Παρίσι tips

Paris is the kind of city that draws you back again and again, but once you’ve mastered the usual suspects — the Louvre, the Eiffel Tower, the Champs-Élysées — exploring the less obvious places will allow you to get to know the city more intimately. Here are some, I hope, fresh ideas for you.
The gardens of Musée CarnavaletThe gardens of Musée Carnavalet.

Visit the avant garde art museum Palais de Tokyo (13, avenue du Président-Wilson; 33-1-47-23-54-01; www.palaisdetokyo.com), open until midnight. Andrew Ferren’s Cultured Traveler column on small Paris museums (Aug. 27, 2006) described the often overlooked, and free, Musée Carnavalet (23, rue de Sévigné; 33-1-42-72-41-13; www.carnavalet.paris.fr) as an impressive collection on the history, art and architecture of the city with “no end of surprises.”

Vintage photographs make special souvenirs, and the shop profiled in the June 10 Foraging column by Elaine Sciolino, “Des Photographies,” is worth exploring (21, rue St.-Paul; 33-1-48-87-69-27; www.desphotographies.com). In “Sofia Coppola’s Paris” (T: Travel Magazine, Sept. 24, 2006) by Lynn Hirschberg, the young director Sofia Coppola visits a number of great shopping boutiques, including Dary’s antique jewelry shop (362, rue St.-Honoré; 33-1-42-60-95-23) and K. Jacques Leather (16, rue Pavée; 33-1-40-27-03-57), a shop specializing in classic leather sandals.

Mark Bittman praised the falafel in his Bites column about L’As du Fallafel (Dec. 31, 2006), a small Middle Eastern place in the heart of the Marais (34, rue des Rosiers; 33-1-48-87-63-60) — as did a number of Times readers. One wrote that once you have a falafel there “you’ll never be satisfied with another one anywhere else.”

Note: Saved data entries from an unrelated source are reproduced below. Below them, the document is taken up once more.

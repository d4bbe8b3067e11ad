//! # MA Stars
//!
//! Projection and threshold analytics for Medicare Advantage Star Ratings.
//!
//! The crate loads per-contract, per-measure star observations for one or
//! more rating years and derives the analytics a plan analyst needs to reason
//! about next year's rating:
//!
//! - **Cut points**: lower score bound of each star level per measure
//! - **Risk / opportunity**: contracts close to losing or gaining a star
//! - **Reward Factor**: weighted mean/variance thresholds, the per-contract
//!   bonus, and a projection with selected measures removed
//! - **Distributions**: star histograms of an organization against the rest
//!   of the market, and their year-over-year high-star trend
//!
//! ## Architecture
//!
//! - [`api`]: Identifiers and response types
//! - [`config`]: Engine tunables (proximity, categories, Reward Factor table)
//! - [`models`]: Observation, measure, and contract records
//! - [`db`]: Repository traits, the in-memory backend, and snapshot loading
//! - [`services`]: The analytics engines
//! - [`http`]: Axum-based REST API
//! - [`routes`]: Route-specific response types

// Allow large error types - RepositoryError contains rich context for debugging
#![allow(clippy::result_large_err)]

pub mod api;
pub mod config;

pub mod db;
pub mod models;

pub mod routes;

pub mod services;

#[cfg(feature = "http-server")]
pub mod http;
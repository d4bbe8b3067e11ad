//! MA Stars HTTP Server Binary
//!
//! Loads the ratings dataset, sets up the HTTP router, and starts serving requests.
//!
//! # Usage
//!
//! ```bash
//! DATASET_PATH=data/ratings.json cargo run --bin ma-stars-server
//!
//! # Or point at a TOML file with [repository] and [engine] sections
//! MA_STARS_CONFIG=repository.toml cargo run --bin ma-stars-server
//! ```
//!
//! # Environment Variables
//!
//! - `HOST`: Server host (default: 0.0.0.0)
//! - `PORT`: Server port (default: 8080)
//! - `REPOSITORY_TYPE`: `local` or `json`
//! - `DATASET_PATH`: JSON dataset loaded at startup
//! - `MA_STARS_CONFIG`: Path of the TOML configuration file
//! - `RUST_LOG`: Log level (default: info)

use std::env;
use std::net::SocketAddr;
use std::sync::Arc;

use tracing::{info, Level};
use tracing_subscriber::FmtSubscriber;

use ma_stars::db;
use ma_stars::http::{create_router, AppState};

#[tokio::main]
async fn main() -> anyhow::Result<()> {
    // Initialize logging
    FmtSubscriber::builder()
        .with_max_level(
            env::var("RUST_LOG")
                .ok()
                .and_then(|s| s.parse().ok())
                .unwrap_or(Level::INFO),
        )
        .with_target(true)
        .with_thread_ids(true)
        .init();

    info!("Starting MA Stars HTTP Server");

    db::init_repository()?;
    let repository = Arc::clone(db::get_repository()?);
    let config = db::get_engine_config().clone();
    info!(
        "Repository initialized (proximity threshold {}, top movers {})",
        config.proximity_threshold, config.top_movers
    );

    let state = AppState::with_config(repository, config);
    let app = create_router(state);

    // Determine bind address
    let host = env::var("HOST").unwrap_or_else(|_| "0.0.0.0".to_string());
    let port: u16 = env::var("PORT")
        .ok()
        .and_then(|s| s.parse().ok())
        .unwrap_or(8080);
    let addr: SocketAddr = format!("{}:{}", host, port).parse()?;

    info!("Server listening on http://{}", addr);

    let listener = tokio::net::TcpListener::bind(addr).await?;
    axum::serve(listener, app).await?;

    Ok(())
}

A number of dining options are included in Seth Sherwood’s “In the Heart of Paris, an African Beat” (Dec. 18, 2005), including the “cult-favorite Moroccan-Algerian restaurant” Le 404 (69, rue des Gravilliers; 33-1-42-74-57-81). He recommends several night-life options in “Where Parisians Go After the Sun Goes Down” (Oct. 1, 2006), including the bar-nightclub-concert space Le Point Ephémère (200, quai de Valmy; 33-1-40-34-02-48; www.pointephemere.org). You may also want to check out the hip Gogoparis.com, first-rate for new dining options and coming concerts.